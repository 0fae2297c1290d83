use std::sync::LazyLock;

use clearance_core::{EmailValidator, EmailValidatorError};
use regex::Regex;

/// Local part of RFC 5322 "atext" characters, followed by one or more DNS labels.
pub const DEFAULT_EMAIL_PATTERN: &str = r"^[A-Za-z0-9.!#$%&'*+/=?^_`{|}~-]+@[A-Za-z0-9](?:[A-Za-z0-9-]{0,61}[A-Za-z0-9])?(?:\.[A-Za-z0-9](?:[A-Za-z0-9-]{0,61}[A-Za-z0-9])?)+$";

const MAX_EMAIL_LENGTH: usize = 254;

static DEFAULT_EMAIL_REGEX: LazyLock<Regex> = LazyLock::new(|| {
    Regex::new(DEFAULT_EMAIL_PATTERN).expect("DEFAULT_EMAIL_PATTERN is a valid regex")
});

/// Email validator backed by a regular expression.
#[derive(Debug, Clone)]
pub struct RegexEmailValidator {
    pattern: Regex,
}

impl RegexEmailValidator {
    pub fn new() -> Self {
        Self {
            pattern: DEFAULT_EMAIL_REGEX.clone(),
        }
    }

    /// Build a validator from a custom pattern, e.g. one read from configuration.
    pub fn with_pattern(pattern: &str) -> Result<Self, EmailValidatorError> {
        let pattern = Regex::new(pattern)
            .map_err(|e| EmailValidatorError::InvalidPattern(e.to_string()))?;

        Ok(Self { pattern })
    }

    pub fn as_str(&self) -> &str {
        self.pattern.as_str()
    }
}

impl Default for RegexEmailValidator {
    fn default() -> Self {
        Self::new()
    }
}

#[async_trait::async_trait]
impl EmailValidator for RegexEmailValidator {
    async fn is_valid(&self, email: &str) -> Result<bool, EmailValidatorError> {
        Ok(email.len() <= MAX_EMAIL_LENGTH && self.pattern.is_match(email))
    }
}
//! Axum-specific login route.

use axum::extract::State;
use clearance_adapters::LoginRouter;

use crate::adapters::{AxumLoginRequest, AxumResponse};

/// Axum login route.
///
/// Uses Axum's extractors to read the body; the validation and authentication
/// flow lives in the framework-agnostic [`LoginRouter`].
#[tracing::instrument(name = "Login", skip_all)]
pub async fn login(
    State(router): State<LoginRouter>,
    AxumLoginRequest(request): AxumLoginRequest,
) -> AxumResponse {
    router.route(Some(request)).await.into()
}
pub mod access_token;
pub mod credentials;
//! Framework-agnostic request and response envelopes.
//!
//! The login router only ever sees an [`HttpRequest`] and only ever produces an
//! [`HttpResponse`]. Framework crates translate their own types at the edge:
//!
//! ```text
//! ┌──────────────────────────────────────────┐
//! │  clearance_axum: body bytes → HttpRequest│
//! └──────────────┬───────────────────────────┘
//!                │
//!                ▼
//! ┌──────────────────────────────────────────┐
//! │  LoginRouter::route                      │
//! │  (validation + collaborator calls)       │
//! └──────────────┬───────────────────────────┘
//!                │
//!                ▼
//! ┌──────────────────────────────────────────┐
//! │  HttpResponse → framework response       │
//! └──────────────────────────────────────────┘
//! ```

use http::StatusCode;
use serde_json::{Map, Value, json};

use crate::{domain::access_token::AccessToken, errors::LoginError};

/// The result of processing a login request, before it is turned into a response.
pub type LoginOutcome = Result<AccessToken, LoginError>;

/// Incoming request envelope.
///
/// The body is untyped. Callers may hand over anything and the router checks
/// that it is a JSON object before reading from it.
#[derive(Debug, Clone, Default, PartialEq)]
pub struct HttpRequest {
    pub body: Option<Value>,
}

impl HttpRequest {
    pub fn new(body: Value) -> Self {
        Self { body: Some(body) }
    }

    /// A request that carries no body at all.
    pub fn empty() -> Self {
        Self { body: None }
    }
}

impl From<Value> for HttpRequest {
    fn from(body: Value) -> Self {
        Self::new(body)
    }
}

/// Outgoing response envelope.
///
/// Only constructed through the mapping functions below, so every response the
/// router returns has one of the four known shapes.
#[derive(Debug, Clone, PartialEq)]
pub struct HttpResponse {
    status_code: StatusCode,
    body: Option<Value>,
}

impl HttpResponse {
    /// Create a 200 OK response carrying the access token
    pub fn ok(access_token: &AccessToken) -> Self {
        Self {
            status_code: StatusCode::OK,
            body: Some(json!({ "accessToken": access_token })),
        }
    }

    // Only reached for MissingParam and InvalidParam
    fn bad_request(error: &LoginError) -> Self {
        Self {
            status_code: StatusCode::BAD_REQUEST,
            body: Some(error_body(error)),
        }
    }

    /// Create a 401 Unauthorized response
    pub fn unauthorized() -> Self {
        Self::from(LoginError::Unauthorized)
    }

    /// Create a 500 Internal Server Error response
    ///
    /// The body is the same whatever went wrong.
    pub fn server_error() -> Self {
        Self {
            status_code: StatusCode::INTERNAL_SERVER_ERROR,
            body: Some(json!({
                "error": "ServerError",
                "message": "Internal error",
            })),
        }
    }

    pub fn from_outcome(outcome: LoginOutcome) -> Self {
        match outcome {
            Ok(access_token) => Self::ok(&access_token),
            Err(error) => error.into(),
        }
    }

    pub fn status_code(&self) -> StatusCode {
        self.status_code
    }

    pub fn body(&self) -> Option<&Value> {
        self.body.as_ref()
    }

    pub fn into_parts(self) -> (StatusCode, Option<Value>) {
        (self.status_code, self.body)
    }
}

impl From<LoginError> for HttpResponse {
    fn from(error: LoginError) -> Self {
        match error {
            LoginError::MissingParam(_) | LoginError::InvalidParam(_) => {
                Self::bad_request(&error)
            }
            LoginError::Unauthorized => Self {
                status_code: StatusCode::UNAUTHORIZED,
                body: Some(error_body(&error)),
            },
            LoginError::Server(_) => Self::server_error(),
        }
    }
}

fn error_body(error: &LoginError) -> Value {
    let mut body = Map::new();
    body.insert("error".to_string(), Value::from(error.kind()));
    body.insert("message".to_string(), Value::from(error.to_string()));
    if let Some(field) = error.field() {
        body.insert("field".to_string(), Value::from(field));
    }
    Value::Object(body)
}
use http::StatusCode;
use thiserror::Error;

use crate::ports::services::{AuthUseCaseError, EmailValidatorError};

/// Why a login request ended in an internal error.
///
/// This never reaches the client; it only exists so the cause can be logged.
#[derive(Debug, Clone, PartialEq, Eq, Error)]
pub enum ServerFault {
    #[error("Request is missing")]
    MissingRequest,
    #[error("Request body is missing")]
    MissingBody,
    #[error("Request body is not a JSON object")]
    MalformedBody,
    #[error("No email validator configured")]
    MissingEmailValidator,
    #[error("Email validator failed: {0}")]
    EmailValidator(#[source] EmailValidatorError),
    #[error("No auth use case configured")]
    MissingAuthUseCase,
    #[error("Auth use case failed: {0}")]
    AuthUseCase(#[source] AuthUseCaseError),
    #[error("{0} panicked")]
    CollaboratorPanicked(&'static str),
}

/// Every way a login request can fail.
///
/// The `Display` output is what the client sees in the `message` field. The
/// `Server` variant never displays its fault.
#[derive(Debug, Clone, PartialEq, Eq, Error)]
pub enum LoginError {
    #[error("Missing param: {0}")]
    MissingParam(String),
    #[error("Invalid param: {0}")]
    InvalidParam(String),
    #[error("Unauthorized")]
    Unauthorized,
    #[error("Internal error")]
    Server(#[from] ServerFault),
}

impl LoginError {
    pub fn missing_param(field: impl Into<String>) -> Self {
        Self::MissingParam(field.into())
    }

    pub fn invalid_param(field: impl Into<String>) -> Self {
        Self::InvalidParam(field.into())
    }

    /// Stable name of the error kind, used as the `error` member of response bodies.
    pub fn kind(&self) -> &'static str {
        match self {
            Self::MissingParam(_) => "MissingParamError",
            Self::InvalidParam(_) => "InvalidParamError",
            Self::Unauthorized => "UnauthorizedError",
            Self::Server(_) => "ServerError",
        }
    }

    /// The request field this error is about, if any.
    pub fn field(&self) -> Option<&str> {
        match self {
            Self::MissingParam(field) | Self::InvalidParam(field) => Some(field),
            Self::Unauthorized | Self::Server(_) => None,
        }
    }

    pub fn status_code(&self) -> StatusCode {
        match self {
            Self::MissingParam(_) | Self::InvalidParam(_) => StatusCode::BAD_REQUEST,
            Self::Unauthorized => StatusCode::UNAUTHORIZED,
            Self::Server(_) => StatusCode::INTERNAL_SERVER_ERROR,
        }
    }
}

#### [TASK TO CARRY OUT]
Take every line above that includes "LazyLock" and list it.

#### [SOLUTION TO THIS EXERCISE]
use std::sync::LazyLock;
static DEFAULT_EMAIL_REGEX: LazyLock<Regex> = LazyLock::new(|| {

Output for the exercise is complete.